This guy’s name is Humphry. He’s about 24 years old. A chemist. And, by the looks of him, pretty content with his accomplishments and station in life. He’s the boy wonder credited with creating the first incandescent light. He seems to be thinking, “I’m just a genius. No biggie.” It’s around 1802. England.
According to Edison Tech Center, Humphry Davy achieved a glow by sending electrical current through a strip of platinum. Davy’s glowing platinum ignited a string of inventions that led to the incandescent light bulb, in which electric current passes through a material that glows before reaching a melting point. Tungsten is the classic filament because it can reach up to almost 6,200 degrees fahrenheit before melting! Dang!
The incandescent light bulb is our homie. It has been with us, creating warm, flattering light, rendering colors beautifully, and making human life at least 45% more magical for almost 200 years. Even though 90% of its energy is emitted as heat, making the standard tungsten light bulb almost inexcusably inefficient, we’ll always have love for the incandescent light bulb and its flattering light.
Many brilliant minds have contributed to the incandescent lamps we have today, but Humphry Davy stands out to me for his ingenious invention that led to “the most profound invention since man-made fire.”
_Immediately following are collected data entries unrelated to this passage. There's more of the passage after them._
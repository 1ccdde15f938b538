//! QuakePulse - earthquake feed watcher.
//!
//! A terminal-first client for a public earthquake feed: one-shot listing,
//! a polling watcher that notifies on new events, and a local web
//! dashboard with a live map.

use std::io::{self, Write};
use std::process::ExitCode;

use anyhow::{Context, Result};
use chrono::Utc;
use clap::Parser;
use tracing::error;

mod cli;
mod client;
mod detect;
mod errors;
mod geo;
mod models;
mod normalize;
mod notify;
mod output;
mod server;

use cli::{Cli, Command};
use client::FeedClient;
use detect::{PollState, Transition};
use notify::{Notifier, NotifyConfig};

/// Polls faster than this hammer the upstream for no benefit.
const MIN_POLL_INTERVAL_SECS: u64 = 30;

fn main() -> ExitCode {
    match run() {
        Ok(()) => ExitCode::SUCCESS,
        Err(e) => {
            error!("{e:#}");
            eprintln!("Error: {e:#}");
            ExitCode::FAILURE
        }
    }
}

fn run() -> Result<()> {
    let cli = Cli::parse();

    // Initialize tracing based on verbosity
    init_tracing(cli.verbose, cli.quiet);

    match cli.command {
        Command::Tail(args) => cmd_tail(args),
        Command::Watch(args) => cmd_watch(args),
        Command::Ui(args) => cmd_ui(args),
    }
}

/// Initialize tracing subscriber.
fn init_tracing(verbose: bool, quiet: bool) {
    use tracing_subscriber::EnvFilter;

    let filter = if quiet {
        EnvFilter::new("error")
    } else if verbose {
        EnvFilter::new("debug")
    } else {
        EnvFilter::new("info")
    };

    tracing_subscriber::fmt()
        .with_env_filter(filter)
        .with_target(false)
        .with_writer(io::stderr)
        .init();
}

/// Execute the `tail` command - one-shot fetch of recent earthquakes.
///
/// This is also the manual-trigger analogue of the dashboard's refresh
/// button: same fetch, same normalization, no detector state.
fn cmd_tail(args: cli::TailArgs) -> Result<()> {
    let client =
        FeedClient::new(&args.feed_url, args.limit).context("failed to create feed client")?;

    let records = client.fetch().context("failed to fetch earthquake feed")?;
    let quakes = normalize::normalize_all(&records, Utc::now());

    let stdout = io::stdout();
    let mut handle = stdout.lock();
    output::write_events(&mut handle, &quakes, args.format, args.at)?;

    if let Some(position) = args.at {
        if args.format == output::Format::Human {
            output::write_nearest(&mut handle, position, &quakes)?;
        }
    }

    Ok(())
}

/// Execute the `watch` command - poll the feed and report transitions.
fn cmd_watch(args: cli::WatchArgs) -> Result<()> {
    // Validate poll interval
    let poll_interval = args.poll_interval.max(MIN_POLL_INTERVAL_SECS);
    if poll_interval != args.poll_interval {
        tracing::warn!("poll interval clamped to minimum of {MIN_POLL_INTERVAL_SECS} seconds");
    }

    let client =
        FeedClient::new(&args.feed_url, args.limit).context("failed to create feed client")?;

    let mut state = PollState::new();
    let mut notifier = Notifier::new(NotifyConfig {
        enabled: args.notify || args.webhook.is_some(),
        webhook: args.webhook.clone(),
        cooldown_secs: args.cooldown,
    });

    tracing::info!(
        "watching {} (poll every {}s, limit {})",
        args.feed_url,
        poll_interval,
        args.limit
    );

    loop {
        let now = Utc::now();
        match client.fetch() {
            Ok(records) => {
                let quakes = normalize::normalize_all(&records, now);
                let transition = state.check(&quakes, now);

                let stdout = io::stdout();
                let mut handle = stdout.lock();

                if state.polls() == 1 {
                    // Startup: show the current feed once, then only changes.
                    output::write_events(&mut handle, &quakes, args.format, args.at)?;
                    if let Some(position) = args.at {
                        if args.format == output::Format::Human {
                            output::write_nearest(&mut handle, position, &quakes)?;
                        }
                    }
                } else if let Transition::NewQuake(quake) = &transition {
                    output::write_events(
                        &mut handle,
                        std::slice::from_ref(quake),
                        args.format,
                        args.at,
                    )?;
                    notifier.notify(quake, now);
                }
                let _ = handle.flush();

                tracing::debug!(
                    "poll #{}: {} events, new quake: {}",
                    state.polls(),
                    quakes.len(),
                    transition.is_new()
                );
            }
            Err(e) => {
                // Prior state stays untouched; the next tick retries.
                tracing::warn!("update failed, will retry: {e}");
            }
        }

        std::thread::sleep(std::time::Duration::from_secs(poll_interval));
    }
}

/// Execute the `ui` command - start the dashboard server.
fn cmd_ui(args: cli::UiArgs) -> Result<()> {
    let config = server::ServerConfig {
        port: args.port,
        host: args.host.clone(),
        feed_url: args.feed_url.clone(),
        limit: args.limit,
        poll_interval: args.poll_interval.max(MIN_POLL_INTERVAL_SECS),
        position: args.at,
    };

    let url = format!("http://{}:{}", args.host, args.port);
    println!("QuakePulse dashboard");
    println!("  Local: {url}");
    println!("  Feed:  {}", args.feed_url);
    println!("  Poll:  {}s", config.poll_interval);
    println!("Press Ctrl+C to stop\n");

    // Open browser if requested (using xdg-open/open command)
    if args.open {
        #[cfg(target_os = "linux")]
        let _ = std::process::Command::new("xdg-open").arg(&url).spawn();
        #[cfg(target_os = "macos")]
        let _ = std::process::Command::new("open").arg(&url).spawn();
        #[cfg(target_os = "windows")]
        let _ = std::process::Command::new("cmd")
            .args(["/c", "start", &url])
            .spawn();
    }

    // Run the async server on tokio runtime
    tokio::runtime::Runtime::new()
        .context("failed to create tokio runtime")?
        .block_on(server::run_server(config))
}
Plus, he had a double first name, wrote a seminal text on fly fishing, and advocated for having a gaseously good time. From Wikipedia:
Davy revelled in his public status, as his lectures gathered many spectators. He became well known due to his experiments with the physiological action of some gases, including laughing gas (nitrous oxide), once stating that its properties bestowed all of the benefits of alcohol but was devoid of its flaws.